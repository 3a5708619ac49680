use axum::{extract::State, http::StatusCode, response::IntoResponse, Json};
use tower_sessions::Session;

use crate::{
    model::payment::CreatePaymentDto,
    server::{
        error::AppError, middleware::auth::AuthGuard, service::payment::PaymentService,
        state::AppState,
    },
};

/// GET /api/payments - The caller's payments, newest first
pub async fn list(
    State(state): State<AppState>,
    session: Session,
) -> Result<impl IntoResponse, AppError> {
    let (_user, student) = AuthGuard::new(&state.db, &session).require_student().await?;

    let payments = PaymentService::new(&state.db, state.entry_fee_minimum)
        .list_for(&student)
        .await?;

    Ok((StatusCode::OK, Json(payments)))
}

/// POST /api/payments - Record a payment against a pending reservation
///
/// Any supplied payment date or status is ignored: the stored record gets
/// the reservation's move-in date and a paid status.
///
/// # Returns
/// - `201 Created`: the recorded payment
/// - `400 Bad Request`: amount below the entry-fee threshold
/// - `404 Not Found`: no owned pending reservation with that id
pub async fn create(
    State(state): State<AppState>,
    session: Session,
    Json(dto): Json<CreatePaymentDto>,
) -> Result<impl IntoResponse, AppError> {
    let (_user, student) = AuthGuard::new(&state.db, &session).require_student().await?;

    let payment = PaymentService::new(&state.db, state.entry_fee_minimum)
        .create(&student, dto)
        .await?;

    Ok((StatusCode::CREATED, Json(payment)))
}
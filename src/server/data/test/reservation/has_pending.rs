use super::*;

/// Tests the at-most-one-pending lookup.
///
/// Only a pending reservation counts; confirmed, paid and cancelled ones do
/// not block a new reservation.
///
/// Expected: true with a pending row, false otherwise
#[tokio::test]
async fn counts_only_pending_reservations() -> Result<(), DbErr> {
    let test = TestBuilder::new()
        .with_reservation_tables()
        .build()
        .await
        .unwrap();
    let db = test.db.as_ref().unwrap();

    let (_user, student, room) = factory::helpers::create_reservation_dependencies(db).await?;

    let repo = ReservationRepository::new(db);

    assert!(!repo.has_pending(student.id).await?);

    ReservationFactory::new(db, student.id, room.id)
        .status("PAYE")
        .build()
        .await?;
    assert!(!repo.has_pending(student.id).await?);

    let second_room = RoomFactory::new(db).build().await?;
    ReservationFactory::new(db, student.id, second_room.id)
        .build()
        .await?;
    assert!(repo.has_pending(student.id).await?);

    Ok(())
}
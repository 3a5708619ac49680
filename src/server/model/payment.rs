use chrono::{Duration, NaiveDate};
use rust_decimal::Decimal;

use crate::{
    model::payment::{PaymentDto, PaymentStatus, PaymentType},
    server::error::AppError,
};

/// Days between two instalments of a monthly plan.
const MONTHLY_INTERVAL_DAYS: i64 = 30;

/// Recorded payment against a reservation.
#[derive(Debug, Clone, PartialEq)]
pub struct Payment {
    pub id: i32,
    pub reservation_id: i32,
    pub amount: Decimal,
    pub payment_type: PaymentType,
    pub payment_date: NaiveDate,
    pub status: PaymentStatus,
}

impl Payment {
    /// Converts an entity model to a domain model at the repository boundary.
    ///
    /// # Returns
    /// - `Ok(Payment)` - The converted domain model
    /// - `Err(AppError::InternalError)` - The stored type or status code is
    ///   not a member of its enumeration
    pub fn from_entity(entity: entity::payment::Model) -> Result<Self, AppError> {
        let payment_type = PaymentType::from_code(&entity.payment_type).ok_or_else(|| {
            AppError::InternalError(format!(
                "invalid type code '{}' stored for payment {}",
                entity.payment_type, entity.id
            ))
        })?;
        let status = PaymentStatus::from_code(&entity.status).ok_or_else(|| {
            AppError::InternalError(format!(
                "invalid status code '{}' stored for payment {}",
                entity.status, entity.id
            ))
        })?;

        Ok(Self {
            id: entity.id,
            reservation_id: entity.reservation_id,
            amount: entity.amount,
            payment_type,
            payment_date: entity.payment_date,
            status,
        })
    }

    /// Advisory date of the next instalment; display-only, nothing schedules
    /// or bills from it.
    ///
    /// Monthly plans run thirty days from `base_date`; annual plans fall due
    /// on the reservation's move-in anniversary, so the move-in date itself
    /// is returned.
    pub fn next_payment_date(&self, base_date: NaiveDate, move_in_date: NaiveDate) -> NaiveDate {
        match self.payment_type {
            PaymentType::Monthly => base_date + Duration::days(MONTHLY_INTERVAL_DAYS),
            PaymentType::Annual => move_in_date,
        }
    }

    /// Converts to the API DTO, computing the advisory next-payment date
    /// from the recorded payment date.
    pub fn into_dto(self, move_in_date: NaiveDate) -> PaymentDto {
        let next_payment_date = self.next_payment_date(self.payment_date, move_in_date);

        PaymentDto {
            id: self.id,
            reservation_id: self.reservation_id,
            amount: self.amount,
            payment_type: self.payment_type,
            payment_date: self.payment_date,
            status: self.status,
            next_payment_date,
        }
    }
}

/// Parameters for recording a payment through the ledger.
///
/// Carries no date or status on purpose: both are force-set at first save
/// (date to the reservation's move-in date, status to `Paid`).
#[derive(Debug, Clone)]
pub struct CreatePaymentParams {
    pub reservation_id: i32,
    pub amount: Decimal,
    pub payment_type: PaymentType,
}
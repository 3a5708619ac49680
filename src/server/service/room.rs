use sea_orm::DatabaseConnection;

use crate::{
    model::room::{CreateRoomDto, RoomDto, RoomStatus, UpdateRoomDto},
    server::{
        data::room::RoomRepository,
        error::AppError,
        model::room::{CreateRoomParams, UpdateRoomParams},
    },
};

/// Room catalog browsing and administration.
pub struct RoomService<'a> {
    db: &'a DatabaseConnection,
}

impl<'a> RoomService<'a> {
    pub fn new(db: &'a DatabaseConnection) -> Self {
        Self { db }
    }

    /// Gets the rooms students may reserve: those currently available.
    pub async fn list_available(&self) -> Result<Vec<RoomDto>, AppError> {
        let rooms = RoomRepository::new(self.db)
            .get_by_status(RoomStatus::Available)
            .await?;

        Ok(rooms.into_iter().map(|r| r.into_dto()).collect())
    }

    /// Gets the whole catalog, whatever the status. Admin view.
    pub async fn list_all(&self) -> Result<Vec<RoomDto>, AppError> {
        let rooms = RoomRepository::new(self.db).get_all().await?;

        Ok(rooms.into_iter().map(|r| r.into_dto()).collect())
    }

    pub async fn get(&self, id: i32) -> Result<RoomDto, AppError> {
        let room = RoomRepository::new(self.db)
            .find_by_id(id)
            .await?
            .ok_or_else(|| AppError::NotFound("Room not found.".to_string()))?;

        Ok(room.into_dto())
    }

    pub async fn create(&self, dto: CreateRoomDto) -> Result<RoomDto, AppError> {
        let room = RoomRepository::new(self.db)
            .create(CreateRoomParams {
                building: dto.building,
                floor: dto.floor,
                description: dto.description,
                price: dto.price,
                status: dto.status.unwrap_or(RoomStatus::Available),
            })
            .await?;

        Ok(room.into_dto())
    }

    pub async fn update(&self, id: i32, dto: UpdateRoomDto) -> Result<RoomDto, AppError> {
        let room = RoomRepository::new(self.db)
            .update(
                id,
                UpdateRoomParams {
                    building: dto.building,
                    floor: dto.floor,
                    description: dto.description,
                    price: dto.price,
                    status: dto.status,
                },
            )
            .await?
            .ok_or_else(|| AppError::NotFound("Room not found.".to_string()))?;

        Ok(room.into_dto())
    }

    /// Deletes a room.
    ///
    /// A room with reservations is protected by the schema; the foreign-key
    /// violation surfaces to the caller as a conflict.
    pub async fn delete(&self, id: i32) -> Result<(), AppError> {
        let deleted = RoomRepository::new(self.db).delete(id).await?;

        if deleted == 0 {
            return Err(AppError::NotFound("Room not found.".to_string()));
        }

        Ok(())
    }

    /// Bulk-resets rooms to available. Admin action.
    pub async fn mark_available(&self, ids: &[i32]) -> Result<u64, AppError> {
        let updated = RoomRepository::new(self.db).mark_available(ids).await?;

        Ok(updated)
    }
}
//! Reservation factory for tests.

use chrono::{NaiveDate, Utc};
use sea_orm::{ActiveModelTrait, ActiveValue, DatabaseConnection, DbErr};

/// Factory for creating test reservations.
///
/// Requires the owning student and room ids. The default move-in date falls
/// outside the August–November confirmation window, so the default status
/// `ATT` is consistent with the derivation rule.
pub struct ReservationFactory<'a> {
    db: &'a DatabaseConnection,
    student_id: i32,
    room_id: i32,
    target_level: i32,
    move_in_date: NaiveDate,
    status: String,
}

impl<'a> ReservationFactory<'a> {
    pub fn new(db: &'a DatabaseConnection, student_id: i32, room_id: i32) -> Self {
        Self {
            db,
            student_id,
            room_id,
            target_level: 2,
            move_in_date: NaiveDate::from_ymd_opt(2027, 1, 15).unwrap(),
            status: "ATT".to_string(),
        }
    }

    pub fn target_level(mut self, target_level: i32) -> Self {
        self.target_level = target_level;
        self
    }

    pub fn move_in_date(mut self, move_in_date: NaiveDate) -> Self {
        self.move_in_date = move_in_date;
        self
    }

    pub fn status(mut self, status: impl Into<String>) -> Self {
        self.status = status.into();
        self
    }

    pub async fn build(self) -> Result<entity::reservation::Model, DbErr> {
        entity::reservation::ActiveModel {
            student_id: ActiveValue::Set(self.student_id),
            room_id: ActiveValue::Set(self.room_id),
            target_level: ActiveValue::Set(self.target_level),
            move_in_date: ActiveValue::Set(self.move_in_date),
            created_at: ActiveValue::Set(Utc::now()),
            status: ActiveValue::Set(self.status),
            ..Default::default()
        }
        .insert(self.db)
        .await
    }
}
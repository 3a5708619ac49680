//! Student profile data repository.

use sea_orm::{ActiveValue, ColumnTrait, ConnectionTrait, DbErr, EntityTrait, QueryFilter};

use crate::server::{
    error::AppError,
    model::student::{CreateStudentParams, Student, UpdateStudentParams},
};

/// Repository providing database operations for student profiles.
pub struct StudentRepository<'a, C> {
    db: &'a C,
}

impl<'a, C: ConnectionTrait> StudentRepository<'a, C> {
    pub fn new(db: &'a C) -> Self {
        Self { db }
    }

    /// Inserts a new profile.
    ///
    /// # Returns
    /// - `Ok(Student)` - The created profile
    /// - `Err(AppError::DbErr)` - Database error, including unique violations
    ///   on the matriculation code or user id
    pub async fn create(&self, params: CreateStudentParams) -> Result<Student, AppError> {
        let entity = entity::prelude::Student::insert(entity::student::ActiveModel {
            user_id: ActiveValue::Set(params.user_id),
            matriculation_code: ActiveValue::Set(params.matriculation_code),
            last_name: ActiveValue::Set(params.last_name),
            first_name: ActiveValue::Set(params.first_name),
            major: ActiveValue::Set(params.major.as_code().to_string()),
            level: ActiveValue::Set(params.level.as_ordinal()),
            phone: ActiveValue::Set(params.phone),
            ..Default::default()
        })
        .exec_with_returning(self.db)
        .await?;

        Student::from_entity(entity)
    }

    /// Finds the profile owned by an identity.
    pub async fn find_by_user_id(&self, user_id: i32) -> Result<Option<Student>, AppError> {
        let entity = entity::prelude::Student::find()
            .filter(entity::student::Column::UserId.eq(user_id))
            .one(self.db)
            .await?;

        entity.map(Student::from_entity).transpose()
    }

    /// Checks whether any profile carries the given matriculation code.
    pub async fn exists_by_code(&self, code: &str) -> Result<bool, DbErr> {
        let entity = entity::prelude::Student::find()
            .filter(entity::student::Column::MatriculationCode.eq(code))
            .one(self.db)
            .await?;

        Ok(entity.is_some())
    }

    /// Applies a partial update to a profile.
    ///
    /// Only the provided fields change; the matriculation code and the
    /// identity link are immutable and not part of the parameter type.
    ///
    /// # Returns
    /// - `Ok(Some(Student))` - The updated profile
    /// - `Ok(None)` - No profile with that id
    pub async fn update(
        &self,
        id: i32,
        params: UpdateStudentParams,
    ) -> Result<Option<Student>, AppError> {
        let Some(entity) = entity::prelude::Student::find_by_id(id).one(self.db).await? else {
            return Ok(None);
        };

        let mut active: entity::student::ActiveModel = entity.into();
        if let Some(last_name) = params.last_name {
            active.last_name = ActiveValue::Set(last_name);
        }
        if let Some(first_name) = params.first_name {
            active.first_name = ActiveValue::Set(first_name);
        }
        if let Some(major) = params.major {
            active.major = ActiveValue::Set(major.as_code().to_string());
        }
        if let Some(level) = params.level {
            active.level = ActiveValue::Set(level.as_ordinal());
        }
        if let Some(phone) = params.phone {
            active.phone = ActiveValue::Set(Some(phone));
        }

        let updated = entity::prelude::Student::update(active).exec(self.db).await?;

        Ok(Some(Student::from_entity(updated)?))
    }
}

^^^^^^^^^^^^^^^^

» Exercise goal
Which lines of the entries above contain the word "RoomDto"? Copy each of them.

» Solution
    model::room::{CreateRoomDto, RoomDto, RoomStatus, UpdateRoomDto},
    pub async fn list_available(&self) -> Result<Vec<RoomDto>, AppError> {
    pub async fn list_all(&self) -> Result<Vec<RoomDto>, AppError> {
    pub async fn get(&self, id: i32) -> Result<RoomDto, AppError> {
    pub async fn create(&self, dto: CreateRoomDto) -> Result<RoomDto, AppError> {
    pub async fn update(&self, id: i32, dto: UpdateRoomDto) -> Result<RoomDto, AppError> {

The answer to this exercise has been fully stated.